Table 1. Execution times of NAS NPB 3.3
Тests | Fortran | Fortran-DVMH | |||||
---|---|---|---|---|---|---|---|
Intel Xeon E5 1660 v2 | NVIDIA Tesla C2070 (ECC on) |
NVIDIA GTX Titan (ECC off) |
NVIDIA Tesla k40 (ECC off) |
Intel Xeon E5 1660 v2 | Intel Xeon Phi 5110 | ||
BT | A | 40,7 | 9,61 | 2,51 | 1,65 | 7 | 8,57 |
B | 166,9 | 46,4 | 8,06 | 5,04 | 28,8 | 25,3 | |
C | 713,3 | 146,4 | 26,69 | 16,42 | 117,69 | 97,11 | |
SP | A | 28,6 | 6,43 | 2,39 | 2,62 | 6,75 | 13,6 |
B | 116,9 | 26,8 | 9,33 | 6,68 | 25,2 | 30,1 | |
C | 483,24 | 106,3,6 | 29,3 | 31,26 | 122,25 | 116,6 | |
LU | A | 35,07 | 5,59 | 4,04 | 3,01 | 4,7 | 18,62 |
B | 158,5 | 16,82 | 10,58 | 7,23 | 21,8 | 57,04 | |
C | 852,3 | 53,5 | 30,91 | 20,3 | 94,37 | 164,4 | |
EP | A | 16,7 | 0,24 | 0,42 | 0,12 | 1,5 | 0,77 |
B | 67,33 | 0,62 | 1,01 | 0,2 | 6,26 | 2,97 | |
C | 266,3 | 2,64 | 3,77 | 0,9 | 25,02 | 11,67 | |
MG | A | 1,06 | 0,23 | 0,16 | 0,16 | 0,38 | 0,54 |
B | 4,96 | 1,02 | 0,69 | 0,77 | 1,87 | 2,7 | |
C | 42,3 | 6,24 | 3,66 | 3,56 | 15,96 | 20,65 | |
CG | A | 0,94 | 1,84 | 0,59 | 0,94 | 0,31 | 1,41 |
B | 78,8 | 55,14 | 19,47 | 36,87 | 15,3 | 20,69 | |
C | 221 | 164,88 | 60,1 | 110,03 | 40,8 | 64,4 | |
FT | A | 3,05 | 0,67 | 0,25 | 0,28 | 0,45 | 0,63 |
B | 39,5 | 9,35 | 3,64 | 4,14 | 6,38 | 8,41 | |
C | 199,3 | 41,79 | 15,7 | 18 | 25,7 | 33,6 |
The diagrams demonstrating acceleration of NAS NPB 3.3
Fig. 5 shows the acceleration of EP test on class C compared to a sequential version of the program executed on a single core of Intel Xeon E5 1660 v2. This test was executed on different architectures separately as well as in the following combinations: Intel Xeon E5 1660 v2 + GTX Titan, Intel Xeon E5 1660 v2 + Intel Xeon Phi and Intel Xeon E5 1660 v2 + GTX Titan + Intel Xeon Phi. Purple color show case when load balancing was additionally used by setting the ratio of the weights of all cores of CPU and GPU, and ratio of weights of MPI-processes mapped on the CPU and coprocessor.
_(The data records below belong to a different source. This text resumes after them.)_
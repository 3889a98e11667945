//! CLI argument definitions using clap

use std::path::PathBuf;

use clap::{ArgAction, Parser, Subcommand, ValueHint};

/// List the sub pages of a wiki page as an indented, nested list
#[derive(Parser, Debug)]
#[command(name = "subpagelist")]
#[command(author, version, about, long_about = None)]
#[command(propagate_version = true)]
pub struct Cli {
    /// Debug output, repeat for more (-d info, -dd debug, -ddd trace)
    #[arg(short, long, action = ArgAction::Count, global = true)]
    pub debug: u8,

    /// Directory holding the local .subpagelist.toml (default: cwd)
    #[arg(short = 'C', long, global = true, value_hint = ValueHint::DirPath)]
    pub config_dir: Option<PathBuf>,

    #[command(subcommand)]
    pub command: Option<Commands>,
}

#[derive(Subcommand, Debug)]
pub enum Commands {
    /// Render the sub page list of a page
    ///
    /// Parameters: page=<title> intro=<text> default=<text|-> showpage=<yes|no>
    /// limit=<n> wrap=<yes|no>. A leading bare value is taken as the page.
    Render {
        /// Pages file (one page path per line)
        #[arg(short, long, env = "SUBPAGELIST_PAGES_FILE", value_hint = ValueHint::FilePath)]
        pages: Option<PathBuf>,

        /// key=value parameters
        #[arg(required = true)]
        params: Vec<String>,
    },

    /// Show the hierarchy of a page as a tree
    Tree {
        /// Pages file (one page path per line)
        #[arg(short, long, env = "SUBPAGELIST_PAGES_FILE", value_hint = ValueHint::FilePath)]
        pages: Option<PathBuf>,

        /// Page title
        page: String,
    },

    /// List all sub page paths of a page, flat
    Pages {
        /// Pages file (one page path per line)
        #[arg(short, long, env = "SUBPAGELIST_PAGES_FILE", value_hint = ValueHint::FilePath)]
        pages: Option<PathBuf>,

        /// Page title
        page: String,
    },

    /// Manage settings
    Config {
        #[command(subcommand)]
        command: ConfigCommands,
    },

    /// Generate shell completions
    Completion {
        /// Shell type
        #[arg(value_enum)]
        shell: clap_complete::Shell,
    },
}

#[derive(Subcommand, Debug)]
pub enum ConfigCommands {
    /// Show merged config
    Show,

    /// Print config template
    Init,

    /// Show config paths
    Path,
}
Comparison of FDVMH versions of the tests from NAS NBP 3.3 package with the following versions of the programs was done in May, 2015:
- with source versions of NAS tests parallelized using OpenMP,
- with C versions of NAS tests parallelized using OpenCL,
- with C++ versions of NAS tests parallelized using CUDA (only LU, BT, SP tests).